START DATASET ENTRIES

//! Tilestyle - tile rendering core for layer-bound polymorphic map styles
//!
//! A "style" is a rendering rule bound to a geographic layer whose concrete
//! behavior depends on a string type tag resolved through a process-wide
//! registry. This crate provides the tile-coordinate transform, the subtype
//! registry, the render pipeline producing PNG tiles, and the generic
//! create/edit controller — everything between an HTTP layer and the
//! persistence engine, both of which stay external.
//!
//! # High-Level API
//!
//! ```
//! use std::sync::Arc;
//! use serde_json::json;
//! use tilestyle::controller::EditController;
//! use tilestyle::layer::{Layer, LayerKind, MemoryLayerStore};
//! use tilestyle::registry::StyleRegistry;
//! use tilestyle::render::RenderEnv;
//! use tilestyle::service::TileService;
//! use tilestyle::store::{MemoryStyleStore, StyleStore};
//!
//! let registry = Arc::new(StyleRegistry::with_builtins());
//! let store: Arc<MemoryStyleStore> = Arc::new(MemoryStyleStore::new());
//! let layers = MemoryLayerStore::new();
//! layers.insert(Layer::new(7, "Elevation", LayerKind::Raster));
//!
//! let controller = EditController::new(
//!     registry.clone(),
//!     store.clone() as Arc<dyn StyleStore>,
//!     Arc::new(layers),
//! );
//! let style_id = controller
//!     .create(7, &json!({ "cls": "raster", "display_name": "Hillshade" }))
//!     .unwrap();
//!
//! let tiles = TileService::new(registry, store, RenderEnv::default());
//! let png = tiles.tile(style_id, 1, 0, 0).unwrap();
//! assert_eq!(&png[..4], &[0x89, b'P', b'N', b'G']);
//! ```

pub mod controller;
pub mod coord;
pub mod error;
pub mod layer;
pub mod logging;
pub mod registry;
pub mod render;
pub mod service;
pub mod store;
pub mod style;

pub use error::{Error, ErrorClass};

/// Version of the tilestyle library.
///
/// Defined in `Cargo.toml` and injected at compile time.
pub const VERSION: &str = env!("CARGO_PKG_VERSION");
//! Style subtype registry
//!
//! Maps a string type tag to a subtype descriptor: constructor, layer
//! support predicate, and display label. The registry is populated once at
//! process initialization and read-only afterwards, so request handlers can
//! share it (`Arc<StyleRegistry>`) and resolve tags concurrently without
//! locking.
//!
//! # Example
//!
//! ```
//! use tilestyle::registry::StyleRegistry;
//!
//! let registry = StyleRegistry::with_builtins();
//! let desc = registry.resolve("raster").unwrap();
//! assert_eq!(desc.label(), "Raster style");
//! ```

use std::collections::HashMap;

use crate::error::Error;
use crate::layer::Layer;
use crate::style::Style;

/// Constructs an empty concrete style instance bound to a layer.
pub type StyleConstructor = fn(layer_id: u64) -> Box<dyn Style>;

/// Decides whether a subtype may be created for the given layer.
pub type SupportPredicate = fn(&Layer) -> bool;

/// Descriptor of one registered style subtype.
pub struct StyleDescriptor {
    type_tag: &'static str,
    label: &'static str,
    constructor: StyleConstructor,
    supports: SupportPredicate,
}

impl StyleDescriptor {
    /// The string discriminator persisted on style records.
    pub fn type_tag(&self) -> &'static str {
        self.type_tag
    }

    /// Human-readable name shown in creation menus.
    pub fn label(&self) -> &'static str {
        self.label
    }

    /// True if this subtype may be created for `layer`.
    pub fn supports(&self, layer: &Layer) -> bool {
        (self.supports)(layer)
    }

    /// Builds an empty concrete instance bound to `layer_id`.
    pub fn construct(&self, layer_id: u64) -> Box<dyn Style> {
        (self.constructor)(layer_id)
    }
}

impl std::fmt::Debug for StyleDescriptor {
    fn fmt(&self, f: &mut std::fmt::Formatter<'_>) -> std::fmt::Result {
        f.debug_struct("StyleDescriptor")
            .field("type_tag", &self.type_tag)
            .field("label", &self.label)
            .finish()
    }
}

/// Process-wide table of style subtypes, fixed after initialization.
#[derive(Debug, Default)]
pub struct StyleRegistry {
    // Vec keeps registration order for deterministic listing; the map is a
    // tag index into it.
    entries: Vec<StyleDescriptor>,
    index: HashMap<&'static str, usize>,
}

impl StyleRegistry {
    /// Start building a registry. Registration is init-time only.
    pub fn builder() -> StyleRegistryBuilder {
        StyleRegistryBuilder {
            registry: StyleRegistry::default(),
        }
    }

    /// Registry pre-populated with the built-in subtypes.
    pub fn with_builtins() -> Self {
        Self::builder()
            .register(
                "raster",
                "Raster style",
                crate::style::raster::RasterStyle::create,
                crate::style::raster::RasterStyle::is_layer_supported,
            )
            .register(
                "vector",
                "Vector style",
                crate::style::vector::VectorStyle::create,
                crate::style::vector::VectorStyle::is_layer_supported,
            )
            .build()
    }

    /// Resolves a type tag to its descriptor.
    ///
    /// # Errors
    ///
    /// Returns [`Error::UnknownStyleType`] if the tag was never registered.
    pub fn resolve(&self, type_tag: &str) -> Result<&StyleDescriptor, Error> {
        self.index
            .get(type_tag)
            .map(|&i| &self.entries[i])
            .ok_or_else(|| Error::UnknownStyleType {
                type_tag: type_tag.to_string(),
                stale: false,
            })
    }

    /// Descriptors whose support predicate accepts `layer`, in registration
    /// order. The iterator borrows the registry and can be restarted by
    /// calling this again.
    pub fn list_supporting<'a>(
        &'a self,
        layer: &'a Layer,
    ) -> impl Iterator<Item = &'a StyleDescriptor> + 'a {
        self.entries.iter().filter(move |desc| desc.supports(layer))
    }

    /// All registered tags in registration order.
    pub fn tags(&self) -> impl Iterator<Item = &'static str> + '_ {
        self.entries.iter().map(|desc| desc.type_tag)
    }
}

/// Builder consumed at process startup to produce the fixed registry.
pub struct StyleRegistryBuilder {
    registry: StyleRegistry,
}

impl StyleRegistryBuilder {
    /// Registers a subtype.
    ///
    /// # Panics
    ///
    /// Panics on a duplicate tag; registration happens once at startup and
    /// a duplicate is a wiring bug, not a runtime condition.
    pub fn register(
        mut self,
        type_tag: &'static str,
        label: &'static str,
        constructor: StyleConstructor,
        supports: SupportPredicate,
    ) -> Self {
        assert!(
            !self.registry.index.contains_key(type_tag),
            "style type '{}' registered twice",
            type_tag
        );
        self.registry.index.insert(type_tag, self.registry.entries.len());
        self.registry.entries.push(StyleDescriptor {
            type_tag,
            label,
            constructor,
            supports,
        });
        self
    }

    pub fn build(self) -> StyleRegistry {
        self.registry
    }
}

#[cfg(test)]
mod tests {
    use super::*;
    use crate::layer::{Layer, LayerKind};

    #[test]
    fn test_resolve_registered_tag() {
        let registry = StyleRegistry::with_builtins();
        let desc = registry.resolve("raster").unwrap();
        assert_eq!(desc.type_tag(), "raster");
        assert_eq!(desc.label(), "Raster style");
    }

    #[test]
    fn test_resolve_unknown_tag() {
        let registry = StyleRegistry::with_builtins();
        let err = registry.resolve("heatmap").unwrap_err();
        assert!(matches!(
            err,
            Error::UnknownStyleType { type_tag, stale: false } if type_tag == "heatmap"
        ));
    }

    #[test]
    fn test_list_supporting_is_restartable_and_ordered() {
        let registry = StyleRegistry::with_builtins();
        let layer = Layer::new(1, "DEM", LayerKind::Raster);

        let first: Vec<_> = registry.list_supporting(&layer).map(|d| d.type_tag()).collect();
        let second: Vec<_> = registry.list_supporting(&layer).map(|d| d.type_tag()).collect();

        assert_eq!(first, vec!["raster"]);
        assert_eq!(first, second, "listing must be stable across calls");
    }

    #[test]
    fn test_registration_order_preserved() {
        let registry = StyleRegistry::with_builtins();
        let tags: Vec<_> = registry.tags().collect();
        assert_eq!(tags, vec!["raster", "vector"]);
    }

    #[test]
    fn test_construct_binds_layer() {
        let registry = StyleRegistry::with_builtins();
        let style = registry.resolve("vector").unwrap().construct(42);
        assert_eq!(style.layer_id(), 42);
        assert_eq!(style.type_tag(), "vector");
    }

    #[test]
    #[should_panic(expected = "registered twice")]
    fn test_duplicate_registration_panics() {
        let _ = StyleRegistry::builder()
            .register(
                "raster",
                "Raster style",
                crate::style::raster::RasterStyle::create,
                crate::style::raster::RasterStyle::is_layer_supported,
            )
            .register(
                "raster",
                "Raster again",
                crate::style::raster::RasterStyle::create,
                crate::style::raster::RasterStyle::is_layer_supported,
            );
    }
}
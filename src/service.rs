//! High-level facade for the tile endpoint.
//!
//! Wires the data flow end to end: style id plus z/x/y in, PNG bytes out.
//! The HTTP layer on top only maps [`Error::classify`] to a status code.
//!
//! [`Error::classify`]: crate::error::Error::classify

use std::sync::Arc;

use crate::coord::TileAddress;
use crate::error::Error;
use crate::registry::StyleRegistry;
use crate::render::{render_tile, RenderEnv};
use crate::store::StyleStore;
use crate::style::{load_concrete, StyleId};

/// Serves rendered tiles for persisted styles.
pub struct TileService {
    registry: Arc<StyleRegistry>,
    store: Arc<dyn StyleStore>,
    env: RenderEnv,
}

impl TileService {
    pub fn new(registry: Arc<StyleRegistry>, store: Arc<dyn StyleStore>, env: RenderEnv) -> Self {
        Self {
            registry,
            store,
            env,
        }
    }

    /// Renders the tile at `z/x/y` for the given style as PNG bytes.
    ///
    /// # Errors
    ///
    /// [`Error::InvalidTileAddress`] for out-of-range addresses,
    /// [`Error::NotFound`] for a missing style, [`Error::Render`] when the
    /// concrete renderer fails.
    pub fn tile(&self, style_id: StyleId, z: u8, x: u32, y: u32) -> Result<Vec<u8>, Error> {
        let loaded = load_concrete(self.store.as_ref(), &self.registry, style_id)?;
        render_tile(loaded.style.as_ref(), TileAddress::new(z, x, y), &self.env)
    }
}

#[cfg(test)]
mod tests {
    use super::*;
    use crate::controller::EditController;
    use crate::layer::{Layer, LayerKind, MemoryLayerStore};
    use crate::store::MemoryStyleStore;
    use serde_json::json;

    fn service_with_style() -> (TileService, StyleId) {
        let registry = Arc::new(StyleRegistry::with_builtins());
        let store: Arc<MemoryStyleStore> = Arc::new(MemoryStyleStore::new());
        let layers = MemoryLayerStore::new();
        layers.insert(Layer::new(7, "DEM", LayerKind::Raster));

        let controller = EditController::new(
            registry.clone(),
            store.clone() as Arc<dyn StyleStore>,
            Arc::new(layers),
        );
        let id = controller.create(7, &json!({ "cls": "raster" })).unwrap();

        let service = TileService::new(registry, store, RenderEnv::default());
        (service, id)
    }

    #[test]
    fn test_tile_returns_png() {
        let (service, id) = service_with_style();
        let bytes = service.tile(id, 1, 0, 0).unwrap();
        assert_eq!(&bytes[..4], &[0x89, b'P', b'N', b'G']);

        let decoded = image::load_from_memory(&bytes).unwrap();
        assert_eq!(decoded.width(), 256);
        assert_eq!(decoded.height(), 256);
    }

    #[test]
    fn test_tile_missing_style() {
        let (service, _) = service_with_style();
        let err = service.tile(999, 0, 0, 0).unwrap_err();
        assert!(matches!(err, Error::NotFound { what: "style", id: 999 }));
    }

    #[test]
    fn test_tile_stale_type_tag_is_server_error() {
        use crate::error::ErrorClass;
        use crate::store::StoreTransaction;
        use crate::style::StyleRecord;

        let registry = Arc::new(StyleRegistry::with_builtins());
        let store: Arc<MemoryStyleStore> = Arc::new(MemoryStyleStore::new());

        // A record persisted under a tag the registry no longer carries
        let mut txn = store.begin();
        let id = txn
            .insert(StyleRecord {
                id: 0,
                layer_id: 7,
                display_name: "Orphaned".into(),
                type_tag: "retired".into(),
                data: json!({}),
            })
            .unwrap();
        txn.commit().unwrap();

        let service = TileService::new(registry, store, RenderEnv::default());
        let err = service.tile(id, 0, 0, 0).unwrap_err();
        assert!(matches!(err, Error::UnknownStyleType { stale: true, .. }));
        assert_eq!(err.classify(), ErrorClass::Server);
    }

    #[test]
    fn test_tile_invalid_address() {
        let (service, id) = service_with_style();
        let err = service.tile(id, 2, 0, 4).unwrap_err();
        assert!(matches!(err, Error::InvalidTileAddress(_)));
    }
}
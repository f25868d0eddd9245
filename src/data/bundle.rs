//! Per-partition output bundle.
//!
//! A [`PartitionBundle`] is a self-standing mesh (nodes and entities renumbered
//! from 0) together with the field series restricted to it. It owns all of its
//! data; nothing points back into the source mesh. The [`GlobalNumbering`] it
//! carries records, as plain ids, where each local node and entity came from.

use std::collections::BTreeMap;

use serde::{Deserialize, Serialize};

use crate::data::field::FieldSeries;
use crate::topology::mesh::Mesh;

/// Source ids of a partition's local nodes and entities.
#[derive(Clone, Debug, Default, PartialEq, Eq, Serialize, Deserialize)]
pub struct GlobalNumbering {
    /// `nodes[local]` is the source node id of local node `local`.
    pub nodes: Vec<usize>,
    /// `entities[level][local]` is the source entity id at `level`.
    pub entities: BTreeMap<i32, Vec<usize>>,
}

impl GlobalNumbering {
    /// Source id of local node `local`.
    pub fn source_node(&self, local: usize) -> Option<usize> {
        self.nodes.get(local).copied()
    }

    /// Source id of local entity `local` on `level`.
    pub fn source_entity(&self, level: i32, local: usize) -> Option<usize> {
        self.entities.get(&level)?.get(local).copied()
    }
}

/// Mesh and fields of one partition.
#[derive(Clone, Debug, PartialEq, Serialize, Deserialize)]
pub struct PartitionBundle {
    /// Position of this partition in the input assignment.
    pub partition: usize,
    /// Partition mesh, renumbered from 0.
    pub mesh: Mesh,
    /// Retained field series, in source order.
    pub fields: Vec<FieldSeries>,
    /// Local-to-source id maps.
    pub numbering: GlobalNumbering,
}

impl PartitionBundle {
    /// Field series `name`, if retained for this partition.
    pub fn field(&self, name: &str) -> Option<&FieldSeries> {
        self.fields.iter().find(|f| f.name() == name)
    }

    /// Names of retained series.
    pub fn field_names(&self) -> impl Iterator<Item = &str> + '_ {
        self.fields.iter().map(FieldSeries::name)
    }
}

static_assertions::assert_impl_all!(PartitionBundle: Send, Sync);
//! Partition assignment consumed by the splitter.
//!
//! The graph partitioner that decides which cell goes where lives outside this
//! crate; its output arrives here either as one cell-id set per partition or
//! as a per-cell owner array.

use serde::{Deserialize, Serialize};

use crate::mesh_error::MeshSplitError;

pub type PartitionId = usize;

/// Ordered list of level-0 cell-id sets, one per partition.
#[derive(Clone, Debug, Default, PartialEq, Eq, Serialize, Deserialize)]
pub struct PartitionAssignment(Vec<Vec<usize>>);

impl PartitionAssignment {
    pub fn new(parts: Vec<Vec<usize>>) -> Self {
        Self(parts)
    }

    /// Group cells by owner: partition `p` receives, in increasing order,
    /// every cell `c` with `owners[c] == p`.
    pub fn from_cell_owners(
        owners: &[PartitionId],
        n_parts: usize,
    ) -> Result<Self, MeshSplitError> {
        let mut parts = vec![Vec::new(); n_parts];
        for (cell, &owner) in owners.iter().enumerate() {
            let part = parts
                .get_mut(owner)
                .ok_or(MeshSplitError::OwnerOutOfRange {
                    cell,
                    owner,
                    n_parts,
                })?;
            part.push(cell);
        }
        Ok(Self(parts))
    }

    /// Number of partitions (including empty ones).
    #[inline]
    pub fn n_parts(&self) -> usize {
        self.0.len()
    }

    #[inline]
    pub fn is_empty(&self) -> bool {
        self.0.is_empty()
    }

    /// Cells of partition `index`.
    pub fn part(&self, index: PartitionId) -> Result<&[usize], MeshSplitError> {
        self.0
            .get(index)
            .map(Vec::as_slice)
            .ok_or(MeshSplitError::PartitionIndexOutOfRange {
                index,
                n_parts: self.0.len(),
            })
    }

    /// Iterate over `(partition, cells)`.
    pub fn iter(&self) -> impl ExactSizeIterator<Item = (PartitionId, &[usize])> + '_ {
        self.0.iter().enumerate().map(|(i, p)| (i, p.as_slice()))
    }

    /// Check that every id addresses one of `n_cells` level-0 cells and that
    /// no partition lists a cell twice. Overlap between partitions is not
    /// checked.
    pub fn validate(&self, n_cells: usize) -> Result<(), MeshSplitError> {
        // Last partition that listed each cell; one scratch array for all parts.
        let mut seen_in = vec![usize::MAX; n_cells];
        for (partition, cells) in self.iter() {
            for &id in cells {
                let slot = seen_in
                    .get_mut(id)
                    .ok_or(MeshSplitError::CellIdOutOfRange {
                        partition,
                        id,
                        n_cells,
                    })?;
                if *slot == partition {
                    return Err(MeshSplitError::DuplicateCellId { partition, id });
                }
                *slot = partition;
            }
        }
        Ok(())
    }
}

impl From<Vec<Vec<usize>>> for PartitionAssignment {
    fn from(parts: Vec<Vec<usize>>) -> Self {
        Self(parts)
    }
}

#[cfg(test)]
mod tests {
    use super::*;

    #[test]
    fn owners_group_into_sets() {
        let a = PartitionAssignment::from_cell_owners(&[1, 0, 1, 2], 4).unwrap();
        assert_eq!(a.n_parts(), 4);
        assert_eq!(a.part(0).unwrap(), &[1]);
        assert_eq!(a.part(1).unwrap(), &[0, 2]);
        assert!(a.part(3).unwrap().is_empty());
        assert_eq!(
            a.part(4),
            Err(MeshSplitError::PartitionIndexOutOfRange { index: 4, n_parts: 4 })
        );
    }

    #[test]
    fn owner_beyond_count_is_rejected() {
        assert_eq!(
            PartitionAssignment::from_cell_owners(&[0, 2], 2),
            Err(MeshSplitError::OwnerOutOfRange {
                cell: 1,
                owner: 2,
                n_parts: 2
            })
        );
    }

    #[test]
    fn validate_ranges_and_duplicates() {
        let ok = PartitionAssignment::new(vec![vec![0, 1], vec![1, 2]]);
        assert!(ok.validate(3).is_ok());

        let out = PartitionAssignment::new(vec![vec![0], vec![3]]);
        assert_eq!(
            out.validate(3),
            Err(MeshSplitError::CellIdOutOfRange {
                partition: 1,
                id: 3,
                n_cells: 3
            })
        );

        let dup = PartitionAssignment::new(vec![vec![2, 0, 2]]);
        assert_eq!(
            dup.validate(3),
            Err(MeshSplitError::DuplicateCellId { partition: 0, id: 2 })
        );
    }
}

END DATASET ENTRIES

Wherever the string "insert" occurs in the records, copy the line it is in.

-- WRITTEN SOLUTION --
//! layers.insert(Layer::new(7, "Elevation", LayerKind::Raster));
        self.registry.index.insert(type_tag, self.registry.entries.len());
        layers.insert(Layer::new(7, "DEM", LayerKind::Raster));
            .insert(StyleRecord {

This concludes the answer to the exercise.